Needless to say, I’m still drinking.. about half the past amount but it’s very hard to not get back to that point. I don’t drink enough to withdrawl, so I’m able to make it through a day without a drink. But hell, I’ll figure it out at somepoint.

Also, I got a rat. I’ve currently had him for about 2 months and named him Ned after the town Nederland. He’s still a baby, and pretty much with me 24/7. Click on photo for full size.

He’s become very special to me, who would have thought one could get separation anxiety from a rat?Here’s a current photo from about a week ago, we’re currently back in El Paso where I’m visiting my parents and getting some much-needed shit taken care of. From left to right, old high school friends Josh and Nica. Then myself and my boyfriend Harvey.

Then a ridiculus busted-ass photo of a drunk chick..

Yep.
Next plan - Tennesse, then the east coast. I’m really hoping for Virginia.

Well. Hello.

Friday, April 2nd, 2010

I figure I’m in due time to update this lameass blog.

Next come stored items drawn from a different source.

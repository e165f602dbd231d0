pub mod ttl;

use std::sync::Arc;
use std::time::Duration;

use chrono::{DateTime, Utc};
use tokio::sync::broadcast;
use uuid::Uuid;

use crate::error::AppError;
use crate::locks::ttl::{ExpiredKey, TtlStore};

pub const BUSY_KEY_PREFIX: &str = "restaurant:busy:";
pub const ORDER_INFO_PREFIX: &str = "order:info:";

fn busy_key(restaurant_id: Uuid) -> String {
    format!("{BUSY_KEY_PREFIX}{restaurant_id}")
}

fn info_key(restaurant_id: Uuid) -> String {
    format!("{ORDER_INFO_PREFIX}{restaurant_id}")
}

/// Busy-lock side of a reservation. Two key families share one TTL:
/// `restaurant:busy:<id>` holds the order id, `order:info:<id>` holds
/// `"<order_id>:<restaurant_id>"` so the expiration event maps back to an
/// order without a secondary index.
#[derive(Clone)]
pub struct AvailabilityLocks {
    store: Arc<dyn TtlStore>,
    floor: Duration,
}

impl AvailabilityLocks {
    pub fn new(store: Arc<dyn TtlStore>, floor: Duration) -> Self {
        Self { store, floor }
    }

    /// TTL is the time left until `until`, floored so a delivery estimate
    /// already in the past still produces a live lock. Re-issuing for the
    /// same restaurant overwrites both keys with a fresh TTL.
    pub async fn mark_busy(
        &self,
        restaurant_id: Uuid,
        order_id: Uuid,
        until: DateTime<Utc>,
    ) -> Result<(), AppError> {
        let ttl = (until - Utc::now())
            .to_std()
            .unwrap_or(Duration::ZERO)
            .max(self.floor);

        self.store
            .set(&busy_key(restaurant_id), &order_id.to_string(), ttl)
            .await?;
        self.store
            .set(
                &info_key(restaurant_id),
                &format!("{order_id}:{restaurant_id}"),
                ttl,
            )
            .await
    }

    pub async fn is_available(&self, restaurant_id: Uuid) -> Result<bool, AppError> {
        Ok(self.store.get(&busy_key(restaurant_id)).await?.is_none())
    }

    /// Whole minutes left on the busy lock, rounded up; 0 when no lock is
    /// live.
    pub async fn remaining_busy_minutes(&self, restaurant_id: Uuid) -> Result<i64, AppError> {
        let remaining = self.store.ttl(&busy_key(restaurant_id)).await?;

        Ok(remaining
            .map(|ttl| ttl.as_secs().div_ceil(60) as i64)
            .unwrap_or(0))
    }

    pub async fn order_id_for(&self, restaurant_id: Uuid) -> Result<Option<Uuid>, AppError> {
        self.store
            .get(&busy_key(restaurant_id))
            .await?
            .map(|value| {
                value.parse().map_err(|err| {
                    AppError::Internal(format!("malformed busy lock for {restaurant_id}: {err}"))
                })
            })
            .transpose()
    }

    /// Removes both keys. The keys expire on their own regardless; deleting
    /// them early avoids stale reads during the notification race window.
    pub async fn clear(&self, restaurant_id: Uuid) -> Result<(), AppError> {
        self.store.del(&busy_key(restaurant_id)).await?;
        self.store.del(&info_key(restaurant_id)).await
    }

    pub fn subscribe_expirations(&self) -> broadcast::Receiver<ExpiredKey> {
        self.store.subscribe()
    }
}

/// Splits an `order:info` payload back into order and restaurant ids.
pub fn parse_order_info(value: &str) -> Option<(Uuid, Uuid)> {
    let (order, restaurant) = value.split_once(':')?;
    Some((order.parse().ok()?, restaurant.parse().ok()?))
}

#[cfg(test)]
mod tests {
    use std::sync::Arc;
    use std::time::Duration;

    use chrono::Utc;
    use uuid::Uuid;

    use super::{parse_order_info, AvailabilityLocks};
    use crate::locks::ttl::InMemoryTtlStore;

    fn locks() -> AvailabilityLocks {
        AvailabilityLocks::new(
            Arc::new(InMemoryTtlStore::new(16)),
            Duration::from_secs(15 * 60),
        )
    }

    #[tokio::test(start_paused = true)]
    async fn mark_busy_sets_both_keys() {
        let locks = locks();
        let restaurant_id = Uuid::from_u128(1);
        let order_id = Uuid::from_u128(2);

        let until = Utc::now() + chrono::Duration::minutes(30);
        locks.mark_busy(restaurant_id, order_id, until).await.unwrap();

        assert!(!locks.is_available(restaurant_id).await.unwrap());
        assert_eq!(
            locks.order_id_for(restaurant_id).await.unwrap(),
            Some(order_id)
        );

        let minutes = locks.remaining_busy_minutes(restaurant_id).await.unwrap();
        assert!((29..=30).contains(&minutes));
    }

    #[tokio::test(start_paused = true)]
    async fn past_estimate_is_floored() {
        let locks = locks();
        let restaurant_id = Uuid::from_u128(1);

        let until = Utc::now() - chrono::Duration::minutes(5);
        locks
            .mark_busy(restaurant_id, Uuid::from_u128(2), until)
            .await
            .unwrap();

        let minutes = locks.remaining_busy_minutes(restaurant_id).await.unwrap();
        assert!(minutes >= 14);
    }

    #[tokio::test(start_paused = true)]
    async fn clear_frees_the_restaurant() {
        let locks = locks();
        let restaurant_id = Uuid::from_u128(1);

        let until = Utc::now() + chrono::Duration::minutes(30);
        locks
            .mark_busy(restaurant_id, Uuid::from_u128(2), until)
            .await
            .unwrap();
        locks.clear(restaurant_id).await.unwrap();

        assert!(locks.is_available(restaurant_id).await.unwrap());
        assert!(locks.order_id_for(restaurant_id).await.unwrap().is_none());
        assert_eq!(locks.remaining_busy_minutes(restaurant_id).await.unwrap(), 0);
    }

    #[test]
    fn order_info_payload_round_trips() {
        let order_id = Uuid::from_u128(7);
        let restaurant_id = Uuid::from_u128(8);

        let parsed = parse_order_info(&format!("{order_id}:{restaurant_id}")).unwrap();
        assert_eq!(parsed, (order_id, restaurant_id));

        assert!(parse_order_info("garbage").is_none());
        assert!(parse_order_info("a:b").is_none());
    }
}
use std::sync::Arc;
use std::time::Duration;

use chrono::{DateTime, Utc};
use tracing::info;
use uuid::Uuid;

use crate::engine::availability::free_restaurant_and_courier;
use crate::state::AppState;

#[derive(Debug, Default, PartialEq)]
pub struct SweepOutcome {
    pub restaurants_released: usize,
    pub couriers_released: usize,
}

/// Fallback consistency mechanism: expiration events need the notification
/// stream and a live listener at the moment of expiry; the sweep converges
/// the availability flags even if both were missing. Runs once at startup
/// and then on every interval tick.
pub async fn run_reconciler(state: Arc<AppState>, interval: Duration) {
    info!(interval_secs = interval.as_secs(), "availability reconciler started");
    let mut ticker = tokio::time::interval(interval);

    loop {
        ticker.tick().await;

        let outcome = sweep(&state, Utc::now());
        if outcome == SweepOutcome::default() {
            continue;
        }

        state
            .metrics
            .reconciler_releases_total
            .with_label_values(&["restaurant"])
            .inc_by(outcome.restaurants_released as u64);
        state
            .metrics
            .reconciler_releases_total
            .with_label_values(&["courier"])
            .inc_by(outcome.couriers_released as u64);

        info!(
            restaurants = outcome.restaurants_released,
            couriers = outcome.couriers_released,
            "reconciler released elapsed reservations"
        );
    }
}

/// Bulk repair of every restaurant whose busy window has elapsed (courier
/// included, via the shared repair path), then a second pass for couriers
/// stranded without their restaurant. Order status is never touched here: a
/// sweep-only release can leave a non-delivered order behind, which is the
/// accepted gap when the listener never ran.
pub fn sweep(state: &AppState, now: DateTime<Utc>) -> SweepOutcome {
    let mut outcome = SweepOutcome::default();

    let elapsed: Vec<Uuid> = state
        .restaurants
        .iter()
        .filter(|entry| !entry.available && entry.available_from.is_some_and(|from| from < now))
        .map(|entry| entry.id)
        .collect();

    for restaurant_id in elapsed {
        if free_restaurant_and_courier(state, restaurant_id) {
            outcome.restaurants_released += 1;
        }
    }

    let stranded: Vec<Uuid> = state
        .couriers
        .iter()
        .filter(|entry| !entry.available && entry.available_from.is_some_and(|from| from < now))
        .map(|entry| entry.id)
        .collect();

    for courier_id in stranded {
        if let Some(mut courier) = state.couriers.get_mut(&courier_id) {
            courier.available = true;
            courier.available_from = None;
            outcome.couriers_released += 1;
        }
    }

    outcome
}

#[cfg(test)]
mod tests {
    use chrono::Utc;
    use uuid::Uuid;

    use super::{sweep, SweepOutcome};
    use crate::models::restaurant::{Courier, Restaurant};
    use crate::state::{AppState, FulfillmentSettings};

    fn seed_pair(state: &AppState, id_seed: u128) -> (Uuid, Uuid) {
        let restaurant_id = Uuid::from_u128(id_seed);
        let courier_id = Uuid::from_u128(id_seed + 1000);

        state.restaurants.insert(
            restaurant_id,
            Restaurant {
                id: restaurant_id,
                name: format!("restaurant-{id_seed}"),
                active: true,
                available: true,
                available_from: None,
                address: None,
                courier_id: Some(courier_id),
            },
        );
        state.couriers.insert(
            courier_id,
            Courier {
                id: courier_id,
                name: format!("courier-{id_seed}"),
                active: true,
                available: true,
                available_from: None,
                restaurant_id,
            },
        );

        (restaurant_id, courier_id)
    }

    fn state() -> AppState {
        AppState::new(FulfillmentSettings::new(15, 15), 16)
    }

    #[test]
    fn elapsed_windows_are_repaired() {
        let state = state();
        let (restaurant_id, courier_id) = seed_pair(&state, 1);

        let past = Utc::now() - chrono::Duration::minutes(5);
        {
            let mut restaurant = state.restaurants.get_mut(&restaurant_id).unwrap();
            restaurant.available = false;
            restaurant.available_from = Some(past);
        }
        {
            let mut courier = state.couriers.get_mut(&courier_id).unwrap();
            courier.available = false;
            courier.available_from = Some(past);
        }

        let outcome = sweep(&state, Utc::now());

        assert_eq!(
            outcome,
            SweepOutcome {
                restaurants_released: 1,
                couriers_released: 0,
            }
        );
        assert!(state.restaurants.get(&restaurant_id).unwrap().available);
        assert!(state.couriers.get(&courier_id).unwrap().available);
    }

    #[test]
    fn future_windows_are_left_alone() {
        let state = state();
        let (restaurant_id, _) = seed_pair(&state, 1);

        let future = Utc::now() + chrono::Duration::minutes(10);
        {
            let mut restaurant = state.restaurants.get_mut(&restaurant_id).unwrap();
            restaurant.available = false;
            restaurant.available_from = Some(future);
        }

        let outcome = sweep(&state, Utc::now());

        assert_eq!(outcome, SweepOutcome::default());
        assert!(!state.restaurants.get(&restaurant_id).unwrap().available);
    }

    #[test]
    fn stranded_courier_is_repaired_in_second_pass() {
        let state = state();
        let (_, courier_id) = seed_pair(&state, 1);

        let past = Utc::now() - chrono::Duration::minutes(5);
        {
            let mut courier = state.couriers.get_mut(&courier_id).unwrap();
            courier.available = false;
            courier.available_from = Some(past);
        }

        let outcome = sweep(&state, Utc::now());

        assert_eq!(
            outcome,
            SweepOutcome {
                restaurants_released: 0,
                couriers_released: 1,
            }
        );
        assert!(state.couriers.get(&courier_id).unwrap().available);
    }
}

I’m still in Austin Texas; whether it is a mental breakdown that keeps me away from Dallas -  I am not sure - but I have a bad habit of leaving homebase for several months and fucking off and drinking…. or well, I still drank my ass off whilst living in Dallas/Fort Worth…. I just enjoy meeting new folks in new environments.

I intend to head to Colorado soon; we plan to rubbertramp our asses up there since I crave seeing mountains again; and moreso seeing new people. It’s already here, in Austin Texas that I have met so many awesome folks that I do not want to leave, though I want to have some kind of change of environment - I guess I cannot find myself properly and choose to drink and run away from everything. I cannot explain this certain breaking point; however alcohol is a huge influence. I often wish I could just be normal.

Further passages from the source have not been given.